We, the unemployed Dental Surgeons

I am writing this letter on behalf of thousands of dental professionals reeling under the psychological trauma. Reason,  after having undergone regressive professional training of 4 ½ years ,year of internship along with junior and senior residency experiences are unable to offer their professional services to the state. Unemployed, in a nutshell. Dental surgeons are facing the toughest time as could be imagined. 

Just before couple of years, it was very heartening to see dental professionals being part of the hospitals rendering their services and working with other allied fields of medicine to make a healthy society but last few years have been bad for the profession.  

   

Sir, amidst all this, our state health ministry, and health directorates would always talk about the need for dental surgeons at the primary health centres, sub district and district levels and their needful induction in various health schemes for building up a healthier system. Add to it the shortage created  in absence of the dental surgeons.

On  record, the appeal under RTI filed about the sanctioned number of posts of dental surgeons in our state, the PIO couldn’t clarify the posts of dental surgeons either in plan or non plan, nor any sanctioned govt. copy has been provided.About govt. order no 604 HME OF 2007, and 235 HME 2010, 143 posts of dental surgeons have been created under plan head.  Also information about the strength of dental surgeons posts in NRHM, could not be furnished as their hardly has been a ground level appointments in our case for the same.

Further as per dci recommendations, dental HPSA’s Health Professional Shortage Areas are based on a dentist to population ratio of 1:5,000. In other words, when there are 5,000 or more people per dentist, an area is eligible to be designated as a dental HPSA. Applying this formula, it would take approximately additional 2 to 4 thousand dentists to deal with the current dental HPSA designations in our state.

All these statistics pose a grim and gloomy picture about the future of now thousands of unemployed dental professionals, searching for their livelihood. 

Sir, let me begin by highlighting some core issues, facing the dental profession in general:

For past ten years, there has been no post of employment advertised by any recruiting agency of the state. It was back in 2007, when their was realignment and rationalization in our health care system that led to induction  of dental surgeons in various hospitals but since then it has been all blank.

Dentistry has been befuddled by quackery and its implications have been quite evident with the epidemics of blood borne diseases like Hep B, C  in Districts of Anantnag and, Pulwama. 

Every year 200 students complete their degree from two Government Dental Colleges, one private college of the state and in addition many others pass out from various private colleges outside state, and the number is increasing.

In addition to that, it has been compounded by  poor state response 

meager GDP spent on our health sector,

Unorganized health care facilities and services

poor workplace planning and allocation of professionals  at grass root levels.

Intensive oral health care needed.

1. Oral health care is needed for every individual.

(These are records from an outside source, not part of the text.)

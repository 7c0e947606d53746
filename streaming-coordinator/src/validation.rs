//! Channel/key id validation shared by the publish handshake and the HTTP
//! commands surface.

/// Default max length for a channel or stream-key id, overridable via
/// `ID_MAX_LENGTH`. A malformed override (non-numeric, zero) silently
/// falls back to this default rather than failing startup.
pub const DEFAULT_ID_MAX_LENGTH: usize = 128;

/// `true` iff `s` is non-empty, at most `max_length` bytes, and composed
/// only of ASCII letters, digits, `_`, and `-`.
pub fn is_valid_id(s: &str, max_length: usize) -> bool {
    !s.is_empty()
        && s.len() <= max_length
        && s.bytes().all(|b| b.is_ascii_alphanumeric() || b == b'_' || b == b'-')
}

#[cfg(test)]
mod tests {
    use super::*;

    #[test]
    fn accepts_ordinary_ids() {
        assert!(is_valid_id("channel-1_ABC", DEFAULT_ID_MAX_LENGTH));
    }

    #[test]
    fn rejects_empty() {
        assert!(!is_valid_id("", DEFAULT_ID_MAX_LENGTH));
    }

    #[test]
    fn rejects_disallowed_characters() {
        assert!(!is_valid_id("chan/nel", DEFAULT_ID_MAX_LENGTH));
        assert!(!is_valid_id("chan nel", DEFAULT_ID_MAX_LENGTH));
    }

    #[test]
    fn rejects_over_length() {
        let long = "a".repeat(200);
        assert!(!is_valid_id(&long, DEFAULT_ID_MAX_LENGTH));
    }
}
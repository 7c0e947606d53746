//! Flat environment-variable configuration for the ingest binary (§6).

use streaming_common::env::{flag_is_yes, optional, optional_parsed};
use streaming_common::LogFormat;

use crate::ip_limit::CidrWhitelist;

pub struct Config {
    pub bind_address: String,
    pub http_port: u16,
    pub ssl_port: Option<u16>,
    pub ssl_cert: Option<String>,
    pub ssl_key: Option<String>,

    /// `/ws/control/wss` base URL on the coordinator. Unset disables the
    /// control client entirely (useful for local testing of the ingest
    /// session engine alone); this is a startup warning, not a fatal error.
    pub control_base_url: Option<String>,
    pub control_secret: Option<Vec<u8>>,

    pub external_ip: String,
    pub external_port: u16,
    pub external_ssl: bool,

    pub max_ip_concurrent_connections: u32,
    pub concurrent_limit_whitelist: CidrWhitelist,
    /// `None` means unrestricted: every IP may play.
    pub play_whitelist: Option<CidrWhitelist>,

    pub gop_cache_size_bytes: usize,
    pub id_max_length: usize,

    pub log_format: LogFormat,
    pub log_level: String,
}

impl Config {
    pub fn from_env() -> anyhow::Result<Config> {
        let ssl_port = std::env::var("SSL_PORT").ok().and_then(|v| v.parse().ok());

        let play_whitelist =
            std::env::var("PLAY_WHITELIST").ok().map(|spec| CidrWhitelist::parse(&spec));

        let gop_cache_size_mb: u64 = optional_parsed("GOP_CACHE_SIZE_MB", 16);

        Ok(Config {
            bind_address: optional("BIND_ADDRESS", "0.0.0.0"),
            http_port: optional_parsed("HTTP_PORT", 8080),
            ssl_port,
            ssl_cert: std::env::var("SSL_CERT").ok(),
            ssl_key: std::env::var("SSL_KEY").ok(),

            control_base_url: std::env::var("CONTROL_BASE_URL").ok(),
            control_secret: std::env::var("CONTROL_SECRET").ok().map(|s| s.into_bytes()),

            external_ip: optional("EXTERNAL_IP", ""),
            external_port: optional_parsed("EXTERNAL_PORT", 0),
            external_ssl: flag_is_yes("EXTERNAL_SSL"),

            max_ip_concurrent_connections: optional_parsed("MAX_IP_CONCURRENT_CONNECTIONS", 4),
            concurrent_limit_whitelist: CidrWhitelist::parse(&optional("CONCURRENT_LIMIT_WHITELIST", "")),
            play_whitelist,

            gop_cache_size_bytes: (gop_cache_size_mb * 1024 * 1024) as usize,
            id_max_length: optional_parsed("ID_MAX_LENGTH", crate::validation::DEFAULT_ID_MAX_LENGTH),

            log_format: LogFormat::from_env_str(&optional("LOG_FORMAT", "pretty")),
            log_level: optional("LOG_LEVEL", "info"),
        })
    }
}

The need essentially lies in launching the intensive oral health care in our state. It should be imperative to take the oral health to far-flung areas of each district/tehsil. 

2. Include the dental surgeons under NHRM and RMSY schemes for taking oral health to needful and the poor who can afford the cost of expensive private dentistry.

3. To monitor and implement all the dental programmes it is proposed to establish a post of District Dental Health Officer for all the districts of the State.

4. Stop quackery in dentistry that has been core issue and only reason behind the spread of blood borne diseases.

All these steps and much more can not only help to curb the unemployment but are sufficient enough to help build a strong oral health status of our state.

The incentives and policies will go a long way in lifting the morale of thousands of unemployed doctors who want to work for their state.